### STUDY MATERIAL
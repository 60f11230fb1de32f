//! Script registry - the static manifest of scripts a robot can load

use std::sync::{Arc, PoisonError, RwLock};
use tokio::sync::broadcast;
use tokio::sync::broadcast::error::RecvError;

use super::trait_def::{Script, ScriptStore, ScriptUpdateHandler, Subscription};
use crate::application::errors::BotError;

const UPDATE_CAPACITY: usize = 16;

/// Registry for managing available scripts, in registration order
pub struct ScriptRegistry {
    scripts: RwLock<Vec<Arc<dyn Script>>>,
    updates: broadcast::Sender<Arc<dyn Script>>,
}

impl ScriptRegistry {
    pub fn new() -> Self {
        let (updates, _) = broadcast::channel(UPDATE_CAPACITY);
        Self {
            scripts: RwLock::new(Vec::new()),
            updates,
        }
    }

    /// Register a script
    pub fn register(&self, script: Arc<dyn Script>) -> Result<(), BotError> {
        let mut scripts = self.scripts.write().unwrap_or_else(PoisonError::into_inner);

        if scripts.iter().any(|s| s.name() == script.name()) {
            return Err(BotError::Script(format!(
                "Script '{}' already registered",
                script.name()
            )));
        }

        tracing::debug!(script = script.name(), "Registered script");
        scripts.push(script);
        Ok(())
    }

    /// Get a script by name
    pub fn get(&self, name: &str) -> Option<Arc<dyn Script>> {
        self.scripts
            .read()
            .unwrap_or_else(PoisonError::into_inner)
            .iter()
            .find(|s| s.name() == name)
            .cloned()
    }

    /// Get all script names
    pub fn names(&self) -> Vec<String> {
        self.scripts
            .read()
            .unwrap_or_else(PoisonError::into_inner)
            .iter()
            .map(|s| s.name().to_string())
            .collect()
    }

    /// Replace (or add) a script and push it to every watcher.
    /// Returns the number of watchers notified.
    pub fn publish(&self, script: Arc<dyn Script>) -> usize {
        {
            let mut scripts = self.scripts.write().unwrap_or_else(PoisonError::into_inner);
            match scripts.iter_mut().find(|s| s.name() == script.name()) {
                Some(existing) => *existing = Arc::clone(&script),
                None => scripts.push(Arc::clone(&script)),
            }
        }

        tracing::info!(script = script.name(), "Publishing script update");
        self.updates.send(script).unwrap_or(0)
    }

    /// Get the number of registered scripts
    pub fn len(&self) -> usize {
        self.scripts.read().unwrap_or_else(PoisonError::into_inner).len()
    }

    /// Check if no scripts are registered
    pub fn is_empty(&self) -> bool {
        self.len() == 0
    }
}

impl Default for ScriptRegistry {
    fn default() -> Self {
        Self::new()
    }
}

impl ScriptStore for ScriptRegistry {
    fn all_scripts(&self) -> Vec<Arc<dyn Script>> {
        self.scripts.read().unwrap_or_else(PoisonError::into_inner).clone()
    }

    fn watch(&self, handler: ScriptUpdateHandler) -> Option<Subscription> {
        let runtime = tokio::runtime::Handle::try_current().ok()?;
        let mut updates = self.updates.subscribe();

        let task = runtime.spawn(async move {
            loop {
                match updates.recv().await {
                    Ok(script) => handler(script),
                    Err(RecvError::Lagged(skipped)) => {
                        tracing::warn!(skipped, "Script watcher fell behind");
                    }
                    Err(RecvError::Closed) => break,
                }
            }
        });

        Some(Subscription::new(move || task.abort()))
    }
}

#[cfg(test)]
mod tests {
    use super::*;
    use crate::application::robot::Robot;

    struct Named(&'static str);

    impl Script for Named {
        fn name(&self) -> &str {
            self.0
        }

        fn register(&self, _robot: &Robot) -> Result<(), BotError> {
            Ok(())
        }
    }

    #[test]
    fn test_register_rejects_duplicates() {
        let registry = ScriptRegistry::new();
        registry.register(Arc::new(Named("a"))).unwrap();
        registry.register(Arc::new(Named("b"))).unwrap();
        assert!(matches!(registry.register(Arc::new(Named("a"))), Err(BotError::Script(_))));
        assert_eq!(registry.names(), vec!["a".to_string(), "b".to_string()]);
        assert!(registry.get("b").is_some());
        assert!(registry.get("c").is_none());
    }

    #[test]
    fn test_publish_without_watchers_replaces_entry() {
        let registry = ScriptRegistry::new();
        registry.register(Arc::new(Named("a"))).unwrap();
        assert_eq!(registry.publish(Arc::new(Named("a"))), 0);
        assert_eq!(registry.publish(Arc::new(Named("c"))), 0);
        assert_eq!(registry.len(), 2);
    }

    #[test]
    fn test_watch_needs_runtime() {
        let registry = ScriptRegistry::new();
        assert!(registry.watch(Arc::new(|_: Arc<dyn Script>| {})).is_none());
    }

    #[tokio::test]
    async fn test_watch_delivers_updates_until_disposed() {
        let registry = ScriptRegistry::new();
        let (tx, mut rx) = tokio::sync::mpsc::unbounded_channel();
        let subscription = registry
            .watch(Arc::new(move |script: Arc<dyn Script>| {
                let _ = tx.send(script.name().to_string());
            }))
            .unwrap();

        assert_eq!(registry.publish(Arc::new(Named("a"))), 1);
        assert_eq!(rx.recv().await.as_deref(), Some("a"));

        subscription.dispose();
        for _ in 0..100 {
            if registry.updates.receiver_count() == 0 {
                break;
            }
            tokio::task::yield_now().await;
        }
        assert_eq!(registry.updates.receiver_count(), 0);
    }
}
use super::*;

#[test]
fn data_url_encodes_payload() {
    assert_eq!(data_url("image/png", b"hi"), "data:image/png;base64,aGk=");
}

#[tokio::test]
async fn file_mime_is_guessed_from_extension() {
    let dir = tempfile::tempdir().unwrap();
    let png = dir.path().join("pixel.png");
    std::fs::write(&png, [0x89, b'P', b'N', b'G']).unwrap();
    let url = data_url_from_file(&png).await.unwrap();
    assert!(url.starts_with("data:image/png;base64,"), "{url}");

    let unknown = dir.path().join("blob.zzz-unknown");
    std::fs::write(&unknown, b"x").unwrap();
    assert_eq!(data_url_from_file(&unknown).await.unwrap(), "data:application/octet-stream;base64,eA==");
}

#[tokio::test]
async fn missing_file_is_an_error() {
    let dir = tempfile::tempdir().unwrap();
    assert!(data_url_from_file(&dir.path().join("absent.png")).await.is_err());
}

### WHAT IS EXPECTED
The expected answer is an exact copy of the lines above, beginning at the line with "to every watcher." and ending at the line with "impl Default for", with both ends in.

### EXERCISE OUTPUT
    /// Replace (or add) a script and push it to every watcher.
    /// Returns the number of watchers notified.
    pub fn publish(&self, script: Arc<dyn Script>) -> usize {
        {
            let mut scripts = self.scripts.write().unwrap_or_else(PoisonError::into_inner);
            match scripts.iter_mut().find(|s| s.name() == script.name()) {
                Some(existing) => *existing = Arc::clone(&script),
                None => scripts.push(Arc::clone(&script)),
            }
        }

        tracing::info!(script = script.name(), "Publishing script update");
        self.updates.send(script).unwrap_or(0)
    }

    /// Get the number of registered scripts
    pub fn len(&self) -> usize {
        self.scripts.read().unwrap_or_else(PoisonError::into_inner).len()
    }

    /// Check if no scripts are registered
    pub fn is_empty(&self) -> bool {
        self.len() == 0
    }
}

impl Default for ScriptRegistry {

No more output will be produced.